[Stored data]
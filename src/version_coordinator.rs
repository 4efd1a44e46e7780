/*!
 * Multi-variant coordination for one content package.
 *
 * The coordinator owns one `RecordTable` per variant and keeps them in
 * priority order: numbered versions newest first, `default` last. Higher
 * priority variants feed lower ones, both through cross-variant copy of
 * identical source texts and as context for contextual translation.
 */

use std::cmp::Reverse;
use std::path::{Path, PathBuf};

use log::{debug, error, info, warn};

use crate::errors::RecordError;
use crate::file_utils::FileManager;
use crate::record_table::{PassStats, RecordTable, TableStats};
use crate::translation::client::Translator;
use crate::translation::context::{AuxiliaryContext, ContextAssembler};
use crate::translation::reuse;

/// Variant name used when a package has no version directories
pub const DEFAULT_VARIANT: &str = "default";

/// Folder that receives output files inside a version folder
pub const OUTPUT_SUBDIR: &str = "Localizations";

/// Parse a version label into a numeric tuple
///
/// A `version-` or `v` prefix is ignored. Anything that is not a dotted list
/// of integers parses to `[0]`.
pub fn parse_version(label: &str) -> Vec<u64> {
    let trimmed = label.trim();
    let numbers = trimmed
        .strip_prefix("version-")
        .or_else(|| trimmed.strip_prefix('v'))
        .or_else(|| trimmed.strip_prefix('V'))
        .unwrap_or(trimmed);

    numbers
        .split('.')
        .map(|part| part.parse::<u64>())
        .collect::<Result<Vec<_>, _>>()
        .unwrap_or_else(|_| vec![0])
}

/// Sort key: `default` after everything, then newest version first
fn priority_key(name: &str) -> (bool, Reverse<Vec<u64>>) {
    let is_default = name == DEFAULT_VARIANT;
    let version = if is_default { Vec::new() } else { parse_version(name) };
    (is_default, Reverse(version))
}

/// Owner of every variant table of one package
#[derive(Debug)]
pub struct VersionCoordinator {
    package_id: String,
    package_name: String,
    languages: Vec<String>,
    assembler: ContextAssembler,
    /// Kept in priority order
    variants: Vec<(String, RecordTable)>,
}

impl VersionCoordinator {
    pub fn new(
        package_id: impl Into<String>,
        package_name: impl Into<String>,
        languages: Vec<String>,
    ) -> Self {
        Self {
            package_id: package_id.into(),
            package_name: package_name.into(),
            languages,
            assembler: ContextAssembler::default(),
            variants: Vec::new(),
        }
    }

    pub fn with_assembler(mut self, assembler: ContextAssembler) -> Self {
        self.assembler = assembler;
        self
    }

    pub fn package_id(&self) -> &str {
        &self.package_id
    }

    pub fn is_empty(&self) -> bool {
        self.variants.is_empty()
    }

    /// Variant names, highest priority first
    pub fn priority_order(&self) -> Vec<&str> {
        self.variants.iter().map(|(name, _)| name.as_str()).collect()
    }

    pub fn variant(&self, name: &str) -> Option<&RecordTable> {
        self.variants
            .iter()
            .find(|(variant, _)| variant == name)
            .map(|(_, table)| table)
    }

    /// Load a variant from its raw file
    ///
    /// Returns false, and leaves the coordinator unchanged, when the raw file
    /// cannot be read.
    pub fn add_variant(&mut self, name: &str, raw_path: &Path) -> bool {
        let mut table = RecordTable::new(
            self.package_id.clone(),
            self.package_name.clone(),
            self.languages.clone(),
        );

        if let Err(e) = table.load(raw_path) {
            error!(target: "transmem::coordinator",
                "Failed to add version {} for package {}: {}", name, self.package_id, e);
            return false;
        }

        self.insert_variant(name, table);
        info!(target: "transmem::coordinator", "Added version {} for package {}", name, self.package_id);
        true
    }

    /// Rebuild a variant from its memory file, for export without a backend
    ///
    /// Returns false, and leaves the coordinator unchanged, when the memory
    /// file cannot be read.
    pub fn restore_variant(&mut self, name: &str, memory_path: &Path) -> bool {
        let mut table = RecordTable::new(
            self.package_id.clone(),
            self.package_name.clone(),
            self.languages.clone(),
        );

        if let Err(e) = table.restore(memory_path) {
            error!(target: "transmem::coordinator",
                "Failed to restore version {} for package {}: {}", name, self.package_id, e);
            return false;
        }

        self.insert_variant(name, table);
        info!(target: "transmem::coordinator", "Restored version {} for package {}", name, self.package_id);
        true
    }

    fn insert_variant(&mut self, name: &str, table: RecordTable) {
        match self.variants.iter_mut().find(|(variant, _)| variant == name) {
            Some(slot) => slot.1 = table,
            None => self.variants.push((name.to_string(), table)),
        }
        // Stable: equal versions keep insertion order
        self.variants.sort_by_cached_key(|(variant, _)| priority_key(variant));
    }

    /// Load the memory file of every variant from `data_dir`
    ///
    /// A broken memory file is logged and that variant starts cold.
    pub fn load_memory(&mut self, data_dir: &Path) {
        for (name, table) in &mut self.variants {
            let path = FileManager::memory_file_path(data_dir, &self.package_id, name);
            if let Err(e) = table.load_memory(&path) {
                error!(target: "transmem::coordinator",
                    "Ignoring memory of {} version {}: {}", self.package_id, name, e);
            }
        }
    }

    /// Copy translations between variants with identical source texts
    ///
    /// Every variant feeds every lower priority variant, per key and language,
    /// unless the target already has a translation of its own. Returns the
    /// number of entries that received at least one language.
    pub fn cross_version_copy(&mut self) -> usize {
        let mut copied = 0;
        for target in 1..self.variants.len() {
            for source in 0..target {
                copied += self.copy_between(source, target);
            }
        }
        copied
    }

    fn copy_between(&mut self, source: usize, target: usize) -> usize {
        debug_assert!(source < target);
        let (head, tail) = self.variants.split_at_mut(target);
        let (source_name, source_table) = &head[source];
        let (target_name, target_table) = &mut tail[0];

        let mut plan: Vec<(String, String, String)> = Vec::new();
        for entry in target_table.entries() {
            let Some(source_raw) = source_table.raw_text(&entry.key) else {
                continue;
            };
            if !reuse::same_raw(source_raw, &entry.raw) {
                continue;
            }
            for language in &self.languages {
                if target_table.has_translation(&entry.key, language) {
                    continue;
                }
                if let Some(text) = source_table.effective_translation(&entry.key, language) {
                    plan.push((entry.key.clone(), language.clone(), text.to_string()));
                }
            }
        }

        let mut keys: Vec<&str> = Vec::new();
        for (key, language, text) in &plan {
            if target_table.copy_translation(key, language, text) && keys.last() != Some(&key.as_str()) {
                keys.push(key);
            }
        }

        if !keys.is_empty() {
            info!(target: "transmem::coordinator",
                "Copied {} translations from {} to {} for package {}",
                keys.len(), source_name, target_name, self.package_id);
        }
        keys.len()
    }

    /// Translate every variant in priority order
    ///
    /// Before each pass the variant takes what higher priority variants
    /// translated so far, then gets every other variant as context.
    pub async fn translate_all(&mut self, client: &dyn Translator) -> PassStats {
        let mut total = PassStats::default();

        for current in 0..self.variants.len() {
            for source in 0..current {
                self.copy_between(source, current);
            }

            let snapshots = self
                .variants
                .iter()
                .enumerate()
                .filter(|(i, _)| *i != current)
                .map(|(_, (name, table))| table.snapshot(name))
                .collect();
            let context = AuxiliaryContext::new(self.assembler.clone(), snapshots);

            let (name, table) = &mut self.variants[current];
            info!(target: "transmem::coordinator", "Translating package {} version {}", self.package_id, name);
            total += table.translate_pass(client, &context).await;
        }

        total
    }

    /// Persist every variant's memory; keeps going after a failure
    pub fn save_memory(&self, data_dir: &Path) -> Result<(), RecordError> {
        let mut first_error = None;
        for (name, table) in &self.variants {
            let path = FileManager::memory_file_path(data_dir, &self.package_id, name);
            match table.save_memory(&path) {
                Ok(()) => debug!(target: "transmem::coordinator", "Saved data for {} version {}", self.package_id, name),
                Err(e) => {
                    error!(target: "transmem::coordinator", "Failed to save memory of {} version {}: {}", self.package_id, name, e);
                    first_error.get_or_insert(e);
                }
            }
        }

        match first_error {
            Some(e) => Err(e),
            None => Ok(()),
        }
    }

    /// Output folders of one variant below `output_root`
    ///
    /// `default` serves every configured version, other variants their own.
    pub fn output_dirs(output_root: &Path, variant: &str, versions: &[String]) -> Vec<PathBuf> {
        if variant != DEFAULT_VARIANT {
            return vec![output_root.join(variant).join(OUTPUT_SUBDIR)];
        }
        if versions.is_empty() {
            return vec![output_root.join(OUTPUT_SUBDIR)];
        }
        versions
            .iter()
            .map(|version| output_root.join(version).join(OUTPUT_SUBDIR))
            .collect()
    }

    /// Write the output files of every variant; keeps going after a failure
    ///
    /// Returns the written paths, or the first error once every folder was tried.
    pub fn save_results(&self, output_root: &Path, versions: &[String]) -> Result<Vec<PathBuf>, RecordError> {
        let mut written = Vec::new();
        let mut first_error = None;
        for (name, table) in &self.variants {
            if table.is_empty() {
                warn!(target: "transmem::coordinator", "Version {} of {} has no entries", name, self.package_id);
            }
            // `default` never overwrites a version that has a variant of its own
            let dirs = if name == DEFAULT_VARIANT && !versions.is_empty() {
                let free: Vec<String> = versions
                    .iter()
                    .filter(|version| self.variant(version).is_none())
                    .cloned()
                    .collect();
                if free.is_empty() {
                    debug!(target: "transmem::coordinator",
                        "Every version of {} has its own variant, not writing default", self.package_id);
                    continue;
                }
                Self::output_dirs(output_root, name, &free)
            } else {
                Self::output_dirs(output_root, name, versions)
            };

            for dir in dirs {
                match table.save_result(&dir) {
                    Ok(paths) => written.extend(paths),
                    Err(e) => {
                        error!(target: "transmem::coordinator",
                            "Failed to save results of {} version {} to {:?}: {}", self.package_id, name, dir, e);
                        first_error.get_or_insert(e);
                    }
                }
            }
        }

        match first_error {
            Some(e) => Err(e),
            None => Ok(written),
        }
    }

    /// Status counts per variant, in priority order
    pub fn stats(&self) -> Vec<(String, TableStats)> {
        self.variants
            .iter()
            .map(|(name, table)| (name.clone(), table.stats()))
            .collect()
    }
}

ASSIGNMENT:
Where a line of the records has the string "const", copy that line.

FINISHED EXERCISE:
pub const DEFAULT_VARIANT: &str = "default";
pub const OUTPUT_SUBDIR: &str = "Localizations";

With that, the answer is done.